Cet article propose un survol des manipulations les plus fréquentes, ainsi que des ressources complémentaires.

Prérequis

L'article nécessite de connaissances de base de R, notamment au niveau des structures de données de type data.frame ou tibble (i.e. organisées en lignes et colonnes). La lecture préalable de l'article Introduction à Tidyverse est également recommandée.

Installation

dplyr est l'un des paquets qui composent l'écosystème Tidyverse. Il peut donc être installé deux deux manières :

  • Paquet individuel
  • Paquet global Tidyverse

Paquet dplyr individuel

Pour installer seulement le paquet dplyr, la commande est la suivante :

# Installation individuelle
install.packages("dplyr")

Pour utiliser le paquet il faudra à ce moment le charger :

library(dplyr)

Paquet global Tidyverse

Si vous installez le paquet global Tidyverse, dplyr est installé automatiquement.

# Installation de Tidyverse
install.packages("tidyverse")

L'installation de l'écosystème Tidyverse est conseillée, car dplyr peut s'intégrer facilement avec d'autres manipulations sur les données comme par exemple la visualisation des données avec ggplot2.

Pour utiliser le paquet vous pouvez à ce moment choisir si :

  • Charger seulement dplyr
    library(dplyr)
    
  • Charger tous les paquets de Tidyverse
    library(tidyverse)
    

Voir Introduction à Tidyverse pour plus de détails.

Données gapminder utilisées dans le tutoriel

Pour faciliter la compréhension des différents éléments de dplyr, cet article utilise un jeu de données issue du paquet gapminder (Bryan, 2017), créé par Jennifer Bryan, qui est un extrait des données collectées par la fondation Gapminder, un institution indépendante qui utilise les données afin de modifier des mauvaises conceptions que les personnes ont souvent à propos de phénomènes globaux.

Cette section explique comment installer le paquet et fourni une description des donnée disponibles. Au moment de l'écriture de ce tutoriel, la version du paquet gapminder est la 0.3.0 (voir versionnage sémantique). Le paquet propose des données sur plusieurs nations du monde. À la version 0.3.0, les données sont disponibles jusqu'en 2007.

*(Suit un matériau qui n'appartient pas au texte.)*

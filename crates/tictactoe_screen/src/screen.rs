//! Screen controller: owns the game, reads commands, redraws after each change.

use crate::config::ScreenConfig;
use crate::input::{Command, HELP, parse_command};
use crate::render::{outcome_line, render_board, turn_line};
use anyhow::{Context, Result};
use derive_getters::Getters;
use std::cell::RefCell;
use std::io::{BufRead, Write};
use std::rc::Rc;
use tictactoe_core::{GameController, Outcome, Round, Token};
use tracing::{debug, info, instrument, warn};

/// Running score across finished games.
#[derive(Debug, Clone, Copy, Default, PartialEq, Eq, Getters)]
pub struct Tally {
    /// Games won by Player One.
    player_one_wins: u32,
    /// Games won by Player Two.
    player_two_wins: u32,
    /// Games ending in a tie.
    ties: u32,
}

impl Tally {
    fn record(&mut self, outcome: &Outcome) {
        match outcome.winner().map(|p| *p.token()) {
            Some(Token::PlayerOne) => self.player_one_wins += 1,
            Some(Token::PlayerTwo) => self.player_two_wins += 1,
            None => self.ties += 1,
        }
    }
}

/// What the caller should do after a command.
#[derive(Debug, Clone, PartialEq, Eq)]
pub enum Flow {
    /// Show this text and keep reading.
    Continue(String),
    /// Stop reading input.
    Quit,
}

/// Terminal presentation of one [`GameController`].
pub struct Screen {
    game: GameController,
    config: ScreenConfig,
    tally: Rc<RefCell<Tally>>,
}

impl Screen {
    /// Creates a screen and its game from `config`.
    #[instrument(skip(config))]
    pub fn new(config: ScreenConfig) -> Self {
        let mut game =
            GameController::with_names(config.player_one().clone(), config.player_two().clone());

        let tally: Rc<RefCell<Tally>> = Rc::default();
        let sink = Rc::clone(&tally);
        game.on_game_end(move |outcome: &Outcome| {
            debug!(%outcome, "Recording finished game");
            sink.borrow_mut().record(outcome);
        });

        Self {
            game,
            config,
            tally,
        }
    }

    /// The game being shown.
    pub fn game(&self) -> &GameController {
        &self.game
    }

    /// Score so far.
    pub fn tally(&self) -> Tally {
        *self.tally.borrow()
    }

    /// Board followed by the turn prompt.
    pub fn render(&self) -> String {
        format!(
            "{}\n{}",
            render_board(self.game.board(), &self.config),
            turn_line(self.game.active_player(), &self.config)
        )
    }

    /// One-line score summary.
    pub fn score_line(&self) -> String {
        let tally = self.tally();
        format!(
            "{} {} - {} {} ({} tied)",
            self.config.player_one(),
            tally.player_one_wins,
            tally.player_two_wins,
            self.config.player_two(),
            tally.ties
        )
    }

    /// Handles one line of input.
    ///
    /// Rejected input and rejected moves produce a message and leave the
    /// game untouched.
    #[instrument(skip(self))]
    pub fn handle_line(&mut self, line: &str) -> Flow {
        let command = match parse_command(line) {
            Ok(command) => command,
            Err(e) => {
                warn!(error = %e, "Unreadable input");
                return Flow::Continue(format!("{}\n{}", e.message, HELP));
            }
        };

        match command {
            Command::Quit => Flow::Quit,
            Command::Help => Flow::Continue(HELP.to_string()),
            Command::Board => Flow::Continue(self.render()),
            Command::Move { row, column } => match self.game.play_round(row, column) {
                Ok(Round::Continue { .. }) => Flow::Continue(self.render()),
                Ok(Round::Ended(outcome)) => Flow::Continue(format!(
                    "{}\n{}\nNew game!\n{}",
                    outcome_line(&outcome),
                    self.score_line(),
                    self.render()
                )),
                Err(e) => Flow::Continue(format!(
                    "{}. Try again.\n{}",
                    e,
                    turn_line(self.game.active_player(), &self.config)
                )),
            },
        }
    }

    /// Reads commands from `input` until it ends or the user quits.
    #[instrument(skip_all)]
    pub fn run<R: BufRead, W: Write>(&mut self, input: R, mut output: W) -> Result<()> {
        info!("Screen started");
        writeln!(output, "{}\n{}", HELP, self.render()).context("Failed to write to output")?;

        for line in input.lines() {
            let line = line.context("Failed to read input")?;
            match self.handle_line(&line) {
                Flow::Continue(text) => {
                    writeln!(output, "{}", text).context("Failed to write to output")?;
                }
                Flow::Quit => break,
            }
            output.flush().context("Failed to flush output")?;
        }

        writeln!(output, "{}", self.score_line()).context("Failed to write to output")?;
        info!(games = self.game.games_completed(), "Screen closed");
        Ok(())
    }
}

Installation et chargement

Pour disposer des données, il faut d'abord installer le paquet avec la commande :

install.packages("gapminder")

À ce moment, il faut charger le paquet pour pouvoir l'utiliser

library(gapminder)

Description des données

Une fois chargé le paquet avec l'instruction library(gapminder) vous aurez accès à deux références symboliques :

  • gapminder
  • gapminder_unfiltered

Les deux jeux de données ont la même structure, mais gapminder compte seulement 1'704 observations, tandis que gapminder_unfiltered en a 3'313. Nous allons utiliser gapminder dans la suite de cet article.

Avec la commande str(gapminder) on peut accéder à des informations sur le jeu de données :

tibble[,6] [1,704 x 6] (S3: tbl_df/tbl/data.frame)
 $ country  : Factor w/ 142 levels "Afghanistan",..: 1 1 1 1 1 1 1 1 1 1 ...
 $ continent: Factor w/ 5 levels "Africa","Americas",..: 3 3 3 3 3 3 3 3 3 3 ...
 $ year     : int [1:1704] 1952 1957 1962 1967 1972 1977 1982 1987 1992 1997 ...
 $ lifeExp  : num [1:1704] 28.8 30.3 32 34 36.1 ...
 $ pop      : int [1:1704] 8425333 9240934 10267083 11537966 13079460 14880372 12881816 13867957 16317921 22227415 ...
 $ gdpPercap: num [1:1704] 779 821 853 836 740 ...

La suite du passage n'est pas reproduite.